Ms Broderick, who has launched a five-point plan to address the problem of gender inequality, told The Australian the nation was still far from eliminating discrimination on the basis of sex, and many of the issues she would face in the coming years were the same as those encountered by her predecessors from a decade or more ago.
"I do think our progress toward gender equality has stalled," she said.
"We've had nearly 25 years of the Sex Discrimination Act, and most of the overt discrimination has been removed, but we haven't been able to eliminate attitudinal sex discrimination.

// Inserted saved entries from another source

//! Shared pixel math.

/// Rec. 601 luma weights used for every gray conversion in the engine.
pub const LUMA_WEIGHTS: [f32; 3] = [0.299, 0.587, 0.114];

/// Weighted gray value of an RGB triple.
pub fn luminance(r: f32, g: f32, b: f32) -> f32 {
    LUMA_WEIGHTS[0] * r + LUMA_WEIGHTS[1] * g + LUMA_WEIGHTS[2] * b
}

/// Round and saturate to an 8-bit channel.
pub fn to_u8(v: f32) -> u8 {
    if v.is_nan() {
        return 0;
    }
    v.round().clamp(0.0, 255.0) as u8
}

/// Linear interpolation between `neutral` and `value` by `t` in [0, 1].
///
/// Used to scale a filter parameter's deviation from its neutral point.
pub fn toward(neutral: f32, value: f32, t: f32) -> f32 {
    neutral + (value - neutral) * t
}

#[cfg(test)]
mod tests {
    use super::*;

    #[test]
    fn test_luminance_weights_sum_to_one() {
        assert!((luminance(255.0, 255.0, 255.0) - 255.0).abs() < 1e-3);
        assert_eq!(luminance(0.0, 0.0, 0.0), 0.0);
    }

    #[test]
    fn test_to_u8_saturates() {
        assert_eq!(to_u8(-3.0), 0);
        assert_eq!(to_u8(254.6), 255);
        assert_eq!(to_u8(300.0), 255);
        assert_eq!(to_u8(f32::NAN), 0);
    }

    #[test]
    fn test_toward() {
        assert_eq!(toward(100.0, 150.0, 0.0), 100.0);
        assert_eq!(toward(100.0, 150.0, 0.5), 125.0);
        assert_eq!(toward(0.0, 40.0, 1.0), 40.0);
    }
}
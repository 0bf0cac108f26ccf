//! Image decoding with content sniffing and dimension limits.

use image::{ColorType, DynamicImage, GenericImageView, ImageFormat};
use std::io::Cursor;
use std::path::Path;

use crate::config::LimitsConfig;
use crate::error::{ProcessError, ProcessResult};

/// A decoded raster plus the facts later stages need about it.
///
/// Owned by whichever stage is currently working on it; dropped after
/// encoding or as soon as the item fails.
#[derive(Debug, Clone)]
pub struct RasterImage {
    /// The decoded pixel data
    pub pixels: DynamicImage,
    /// Format the bytes were decoded from
    pub format: ImageFormat,
    /// Image width in pixels
    pub width: u32,
    /// Image height in pixels
    pub height: u32,
}

impl RasterImage {
    /// Wrap already-decoded pixels, keeping `format` as the source tag.
    pub fn new(pixels: DynamicImage, format: ImageFormat) -> Self {
        let (width, height) = pixels.dimensions();
        Self {
            pixels,
            format,
            width,
            height,
        }
    }

    /// Replace the pixels after a transform, refreshing the dimensions.
    pub fn with_pixels(self, pixels: DynamicImage) -> Self {
        Self::new(pixels, self.format)
    }

    /// Channel layout and bit depth of the pixel buffer.
    pub fn color_type(&self) -> ColorType {
        self.pixels.color()
    }

    /// Whether the buffer carries an alpha channel.
    pub fn has_alpha(&self) -> bool {
        self.color_type().has_alpha()
    }
}

/// Image decoder with configurable limits.
pub struct RasterDecoder {
    limits: LimitsConfig,
}

impl RasterDecoder {
    /// Create a new decoder with the given limits.
    pub fn new(limits: LimitsConfig) -> Self {
        Self { limits }
    }

    /// Decode an in-memory buffer.
    ///
    /// The format is sniffed from the content; the name's extension is only
    /// used when sniffing fails.
    pub fn decode(&self, bytes: &[u8], name: &str) -> ProcessResult<RasterImage> {
        let reader = image::ImageReader::new(Cursor::new(bytes))
            .with_guessed_format()
            .map_err(|e| {
                ProcessError::invalid_input(name, format!("Cannot detect image format: {e}"))
            })?;

        let format = match reader.format() {
            Some(f) => f,
            None => ImageFormat::from_path(Path::new(name)).map_err(|_| {
                ProcessError::invalid_input(name, "Unrecognized image format")
            })?,
        };

        let pixels = image::load_from_memory_with_format(bytes, format)
            .map_err(|e| ProcessError::invalid_input(name, e.to_string()))?;

        let raster = RasterImage::new(pixels, format);
        if raster.width > self.limits.max_image_dimension
            || raster.height > self.limits.max_image_dimension
        {
            return Err(ProcessError::ImageTooLarge {
                name: name.to_string(),
                width: raster.width,
                height: raster.height,
                max_dim: self.limits.max_image_dimension,
            });
        }

        tracing::trace!(
            "Decoded {name}: {}x{} {} ({:?})",
            raster.width,
            raster.height,
            format_to_string(raster.format),
            raster.color_type()
        );
        Ok(raster)
    }
}

/// Convert an ImageFormat to a string representation.
pub fn format_to_string(format: ImageFormat) -> String {
    match format {
        ImageFormat::Jpeg => "jpeg".to_string(),
        ImageFormat::Png => "png".to_string(),
        ImageFormat::WebP => "webp".to_string(),
        ImageFormat::Gif => "gif".to_string(),
        ImageFormat::Tiff => "tiff".to_string(),
        ImageFormat::Bmp => "bmp".to_string(),
        ImageFormat::Ico => "ico".to_string(),
        ImageFormat::Pnm => "pnm".to_string(),
        ImageFormat::Avif => "avif".to_string(),
        _ => "unknown".to_string(),
    }
}

#[cfg(test)]
mod tests {
    use super::*;
    use image::{Rgba, RgbaImage};

    fn png_bytes(width: u32, height: u32) -> Vec<u8> {
        let img = DynamicImage::ImageRgba8(RgbaImage::from_pixel(
            width,
            height,
            Rgba([10, 20, 30, 255]),
        ));
        let mut buf = Cursor::new(Vec::new());
        img.write_to(&mut buf, ImageFormat::Png).unwrap();
        buf.into_inner()
    }

    #[test]
    fn test_format_to_string() {
        assert_eq!(format_to_string(ImageFormat::Jpeg), "jpeg");
        assert_eq!(format_to_string(ImageFormat::Png), "png");
        assert_eq!(format_to_string(ImageFormat::WebP), "webp");
    }

    #[test]
    fn test_decode_sniffs_content_over_extension() {
        let decoder = RasterDecoder::new(LimitsConfig::default());
        let raster = decoder.decode(&png_bytes(8, 4), "misnamed.jpg").unwrap();
        assert_eq!(raster.format, ImageFormat::Png);
        assert_eq!((raster.width, raster.height), (8, 4));
        assert!(raster.has_alpha());
    }

    #[test]
    fn test_decode_corrupt_bytes_is_invalid_input() {
        let decoder = RasterDecoder::new(LimitsConfig::default());
        let mut bytes = png_bytes(8, 8);
        bytes.truncate(20);
        let err = decoder.decode(&bytes, "broken.png").unwrap_err();
        assert_eq!(err.kind(), "invalid_input");
    }

    #[test]
    fn test_decode_garbage_is_invalid_input() {
        let decoder = RasterDecoder::new(LimitsConfig::default());
        let err = decoder.decode(b"not an image at all", "notes.txt").unwrap_err();
        assert_eq!(err.kind(), "invalid_input");
    }

    #[test]
    fn test_decode_enforces_dimension_limit() {
        let decoder = RasterDecoder::new(LimitsConfig {
            max_image_dimension: 4,
            ..LimitsConfig::default()
        });
        let err = decoder.decode(&png_bytes(8, 2), "wide.png").unwrap_err();
        assert_eq!(err.kind(), "image_too_large");
    }
}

"It remains the case, for instance, that employers think the ideal worker is someone who can work extended hours, has no caring responsibilities and is always available. Now that model has never worked for women, and increasingly it's not even working for men."
Related Coverage
Ms Broderick said Australia sometimes kidded itself into believing it had a lot of flexible workplaces. "The flexible workers are in the casual and low-skilled areas," she said.
"We just don't have quality part-time work options for either men or women."
Under Ms Broderick's Agenda for Equality, she hopes to see, among other outcomes, an increasing number of women in leadership positions, and a balance between paid work and family responsibilities, beginning with a national government-funded paid maternity leave system.
"If there was one thing I could do to promote gender equality, it would be the better sharing of paid and unpaid work between men and women, because that would impact on quite a number of these areas I've referred to," she said.
But the continuing issue of sexual harassment also needed addressing. She pointed to a specific case she encountered of a teenage worker at a supermarket being forced to wear see-through tops as a uniform.